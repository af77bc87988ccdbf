//! Vector store persistence.
//!
//! Stores are written through [`VectorStoreWriter`]. [`FileVectorStore`]
//! writes one file per store in one of two layouts:
//!
//! - **JSON**: `{ "version", "header": { "vector_type", "dimension" },
//!   "entries": [{ "term", "vector" }] }`
//! - **Text**: a `-vectortype REAL -dimension 200` header line followed by
//!   one `term|c0|c1|...` line per entry. Complex coordinates are written as
//!   alternating real and imaginary parts; binary vectors as one `0`/`1`
//!   string.
//!
//! Entries are sorted by term in both layouts. Every store of one
//! [`VectorStoreWriter::write_all`] call is written to a temporary sibling
//! first; the files are renamed into place only once all of them are
//! complete, so a failed run leaves no store behind.

use std::collections::BTreeMap;
use std::fmt::Write as _;
use std::fs::File;
use std::io::{BufRead, BufReader, BufWriter, Write};
use std::path::{Path, PathBuf};

use semvec_vsa::num_complex::Complex32;
use semvec_vsa::{BinaryVector, ComplexVector, Vector, VectorKind, VectorOps};
use serde::{Deserialize, Serialize};

use crate::config::{OutputConfig, StoreFormat};
use crate::error::{PsiError, Result};

/// Current JSON store format version.
pub const STORE_FORMAT_VERSION: u32 = 1;

/// Kind and dimension shared by every vector of a store.
#[derive(Debug, Clone, Copy, PartialEq, Eq, Serialize, Deserialize)]
pub struct StoreHeader {
    /// Representation of every vector.
    pub vector_type: VectorKind,
    /// Dimension of every vector.
    pub dimension: usize,
}

impl StoreHeader {
    /// Create a header.
    #[must_use]
    pub const fn new(vector_type: VectorKind, dimension: usize) -> Self {
        Self {
            vector_type,
            dimension,
        }
    }

    /// Text-format header line.
    #[must_use]
    pub fn to_line(&self) -> String {
        format!(
            "-vectortype {} -dimension {}",
            self.vector_type.header_tag(),
            self.dimension
        )
    }

    /// Parse a text-format header line.
    ///
    /// # Errors
    ///
    /// Returns [`PsiError::VectorStore`] if either flag is missing or
    /// malformed.
    pub fn parse_line(line: &str) -> Result<Self> {
        let mut vector_type = None;
        let mut dimension = None;
        let mut parts = line.split_whitespace();
        while let Some(flag) = parts.next() {
            let value = parts
                .next()
                .ok_or_else(|| PsiError::VectorStore(format!("missing value for header flag '{flag}'")))?;
            match flag {
                "-vectortype" => vector_type = Some(value.parse::<VectorKind>()?),
                "-dimension" => {
                    dimension = Some(
                        value
                            .parse::<usize>()
                            .map_err(|e| PsiError::VectorStore(format!("invalid dimension '{value}': {e}")))?,
                    );
                }
                other => return Err(PsiError::VectorStore(format!("unknown header flag '{other}'"))),
            }
        }
        match (vector_type, dimension) {
            (Some(vector_type), Some(dimension)) => Ok(Self::new(vector_type, dimension)),
            _ => Err(PsiError::VectorStore(format!("incomplete header line '{line}'"))),
        }
    }

    fn check(&self, term: &str, vector: &Vector) -> Result<()> {
        if vector.kind() != self.vector_type || vector.dimension() != self.dimension {
            return Err(PsiError::VectorStore(format!(
                "vector for '{term}' is {} x {}, store holds {} x {}",
                vector.kind(),
                vector.dimension(),
                self.vector_type,
                self.dimension
            )));
        }
        Ok(())
    }
}

/// One named store to persist.
#[derive(Debug, Clone, Copy)]
pub struct NamedStore<'a> {
    /// Store name, e.g. `semanticvectors`.
    pub name: &'a str,
    /// Kind and dimension of every entry.
    pub header: StoreHeader,
    /// Term and vector pairs, in any order.
    pub entries: &'a [(&'a str, &'a Vector)],
}

/// Destination for named vector stores.
pub trait VectorStoreWriter {
    /// Persist every store in `stores`, or none of them.
    ///
    /// # Errors
    ///
    /// Returns an error if an entry does not match its header or a store
    /// cannot be written.
    fn write_all(&mut self, stores: &[NamedStore<'_>]) -> Result<()>;

    /// Persist a single store.
    ///
    /// # Errors
    ///
    /// Same conditions as [`VectorStoreWriter::write_all`].
    fn write(&mut self, name: &str, header: &StoreHeader, entries: &[(&str, &Vector)]) -> Result<()> {
        self.write_all(&[NamedStore {
            name,
            header: *header,
            entries,
        }])
    }
}

#[derive(Serialize)]
struct EntryRef<'a> {
    term: &'a str,
    vector: &'a Vector,
}

#[derive(Serialize)]
struct StoreFileRef<'a> {
    version: u32,
    header: StoreHeader,
    entries: Vec<EntryRef<'a>>,
}

#[derive(Deserialize)]
struct Entry {
    term: String,
    vector: Vector,
}

#[derive(Deserialize)]
struct StoreFile {
    version: u32,
    header: StoreHeader,
    entries: Vec<Entry>,
}

/// Writes vector stores as files under an output directory.
#[derive(Debug, Clone)]
pub struct FileVectorStore {
    output: OutputConfig,
}

impl FileVectorStore {
    /// Create a writer for the given output settings.
    #[must_use]
    pub fn new(output: OutputConfig) -> Self {
        Self { output }
    }

    /// Path the store called `name` is written to.
    #[must_use]
    pub fn path_for(&self, name: &str) -> PathBuf {
        self.output.path_for(name)
    }

    fn tmp_path(&self, path: &Path) -> PathBuf {
        path.with_extension(format!("{}.tmp", self.output.format.extension()))
    }

    fn write_file(&self, path: &Path, store: &NamedStore<'_>) -> Result<usize> {
        let mut sorted = store.entries.to_vec();
        sorted.sort_by(|a, b| a.0.cmp(b.0));

        let file = File::create(path)?;
        let mut writer = BufWriter::new(file);
        match self.output.format {
            StoreFormat::Json => write_json(&mut writer, &store.header, &sorted)?,
            StoreFormat::Text => write_text(&mut writer, &store.header, &sorted)?,
        }
        writer.flush()?;
        Ok(sorted.len())
    }
}

fn discard(paths: &[&Path]) {
    for path in paths {
        if let Err(e) = std::fs::remove_file(path) {
            if e.kind() != std::io::ErrorKind::NotFound {
                tracing::warn!("Could not remove {}: {}", path.display(), e);
            }
        }
    }
}

impl VectorStoreWriter for FileVectorStore {
    fn write_all(&mut self, stores: &[NamedStore<'_>]) -> Result<()> {
        for store in stores {
            for (term, vector) in store.entries {
                store.header.check(term, vector)?;
            }
        }
        std::fs::create_dir_all(&self.output.directory)?;

        // (tmp, final, entry count) for every fully written store
        let mut staged: Vec<(PathBuf, PathBuf, usize)> = Vec::with_capacity(stores.len());
        for store in stores {
            let path = self.path_for(store.name);
            let tmp = self.tmp_path(&path);
            match self.write_file(&tmp, store) {
                Ok(count) => staged.push((tmp, path, count)),
                Err(e) => {
                    let mut leftovers: Vec<&Path> = staged.iter().map(|(t, _, _)| t.as_path()).collect();
                    leftovers.push(&tmp);
                    discard(&leftovers);
                    return Err(e);
                }
            }
        }

        for (n, (tmp, path, _)) in staged.iter().enumerate() {
            if let Err(e) = std::fs::rename(tmp, path) {
                let mut leftovers: Vec<&Path> = staged[..n].iter().map(|(_, p, _)| p.as_path()).collect();
                leftovers.extend(staged[n..].iter().map(|(t, _, _)| t.as_path()));
                discard(&leftovers);
                return Err(e.into());
            }
        }

        for (_, path, count) in &staged {
            tracing::info!("Wrote {} vectors to {}", count, path.display());
        }
        Ok(())
    }
}

fn write_json<W: Write>(writer: &mut W, header: &StoreHeader, entries: &[(&str, &Vector)]) -> Result<()> {
    let file = StoreFileRef {
        version: STORE_FORMAT_VERSION,
        header: *header,
        entries: entries
            .iter()
            .map(|&(term, vector)| EntryRef { term, vector })
            .collect(),
    };
    serde_json::to_writer(&mut *writer, &file)?;
    writeln!(writer)?;
    Ok(())
}

fn write_text<W: Write>(writer: &mut W, header: &StoreHeader, entries: &[(&str, &Vector)]) -> Result<()> {
    writeln!(writer, "{}", header.to_line())?;
    let mut line = String::new();
    for (term, vector) in entries {
        line.clear();
        line.push_str(term);
        match vector {
            Vector::Real(v) => {
                for c in v.coords() {
                    let _ = write!(line, "|{c}");
                }
            }
            Vector::Complex(v) => {
                for c in v.coords() {
                    let _ = write!(line, "|{}|{}", c.re, c.im);
                }
            }
            Vector::Binary(v) => {
                line.push('|');
                line.push_str(&v.to_bit_string());
            }
        }
        writeln!(writer, "{line}")?;
    }
    Ok(())
}

/// A vector store read back from disk.
#[derive(Debug, Clone, PartialEq)]
pub struct LoadedVectorStore {
    /// Kind and dimension of every vector.
    pub header: StoreHeader,
    /// Vectors by term.
    pub vectors: BTreeMap<String, Vector>,
}

impl LoadedVectorStore {
    /// The vector for `term`.
    #[must_use]
    pub fn get(&self, term: &str) -> Option<&Vector> {
        self.vectors.get(term)
    }

    /// Whether `term` has a vector.
    #[must_use]
    pub fn contains(&self, term: &str) -> bool {
        self.vectors.contains_key(term)
    }

    /// Number of vectors.
    #[must_use]
    pub fn len(&self) -> usize {
        self.vectors.len()
    }

    /// True if the store is empty.
    #[must_use]
    pub fn is_empty(&self) -> bool {
        self.vectors.is_empty()
    }
}

/// Read a store written by [`FileVectorStore`], in either layout.
///
/// # Errors
///
/// Returns [`PsiError::VectorStore`] for an unsupported version or a
/// malformed file, or an IO/JSON error.
pub fn read_vector_store<P: AsRef<Path>>(path: P) -> Result<LoadedVectorStore> {
    let content = std::fs::read_to_string(path.as_ref())?;
    if content.trim_start().starts_with('{') {
        parse_json(&content)
    } else {
        parse_text(BufReader::new(content.as_bytes()))
    }
}

fn parse_json(content: &str) -> Result<LoadedVectorStore> {
    let file: StoreFile = serde_json::from_str(content)?;
    if file.version != STORE_FORMAT_VERSION {
        return Err(PsiError::VectorStore(format!(
            "unsupported store version {} (expected {STORE_FORMAT_VERSION})",
            file.version
        )));
    }
    let mut vectors = BTreeMap::new();
    for entry in file.entries {
        file.header.check(&entry.term, &entry.vector)?;
        vectors.insert(entry.term, entry.vector);
    }
    Ok(LoadedVectorStore {
        header: file.header,
        vectors,
    })
}

fn parse_text<R: BufRead>(reader: R) -> Result<LoadedVectorStore> {
    let mut lines = reader.lines();
    let header_line = lines
        .next()
        .ok_or_else(|| PsiError::VectorStore("empty store file".into()))??;
    let header = StoreHeader::parse_line(&header_line)?;

    let fields = match header.vector_type {
        VectorKind::Real => header.dimension,
        VectorKind::Complex => header.dimension * 2,
        VectorKind::Binary => 1,
    };

    let mut vectors = BTreeMap::new();
    for (n, line) in lines.enumerate() {
        let line = line?;
        if line.is_empty() {
            continue;
        }
        let line_number = n + 2;
        let mut parts: Vec<&str> = line.rsplitn(fields + 1, '|').collect();
        if parts.len() != fields + 1 {
            return Err(PsiError::VectorStore(format!(
                "line {line_number}: expected {fields} values"
            )));
        }
        parts.reverse();
        let term = parts[0].to_string();
        let vector = parse_values(&header, &parts[1..])
            .map_err(|reason| PsiError::VectorStore(format!("line {line_number}: {reason}")))?;
        vectors.insert(term, vector);
    }
    Ok(LoadedVectorStore { header, vectors })
}

fn parse_values(header: &StoreHeader, values: &[&str]) -> std::result::Result<Vector, String> {
    let floats = || -> std::result::Result<Vec<f32>, String> {
        values
            .iter()
            .map(|v| v.parse::<f32>().map_err(|e| format!("invalid value '{v}': {e}")))
            .collect()
    };
    match header.vector_type {
        VectorKind::Real => Ok(Vector::from_real(floats()?)),
        VectorKind::Complex => {
            let parts = floats()?;
            let coords = parts
                .chunks_exact(2)
                .map(|pair| Complex32::new(pair[0], pair[1]))
                .collect();
            Ok(Vector::Complex(ComplexVector::from_coords(coords)))
        }
        VectorKind::Binary => {
            let bits = values.first().copied().unwrap_or_default();
            let vector = BinaryVector::from_bit_string(bits).ok_or_else(|| "invalid bit string".to_string())?;
            if vector.dimension() != header.dimension {
                return Err(format!(
                    "expected {} bits, found {}",
                    header.dimension,
                    vector.dimension()
                ));
            }
            Ok(Vector::Binary(vector))
        }
    }
}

== == ==

Task description: A verbatim transcription is needed of the lines above, starting at the line with "pub struct NamedStore<'a>" and ending at the line with "cannot be written.", both included, and of nothing else.

Worked solution:
pub struct NamedStore<'a> {
    /// Store name, e.g. `semanticvectors`.
    pub name: &'a str,
    /// Kind and dimension of every entry.
    pub header: StoreHeader,
    /// Term and vector pairs, in any order.
    pub entries: &'a [(&'a str, &'a Vector)],
}

/// Destination for named vector stores.
pub trait VectorStoreWriter {
    /// Persist every store in `stores`, or none of them.
    ///
    /// # Errors
    ///
    /// Returns an error if an entry does not match its header or a store
    /// cannot be written.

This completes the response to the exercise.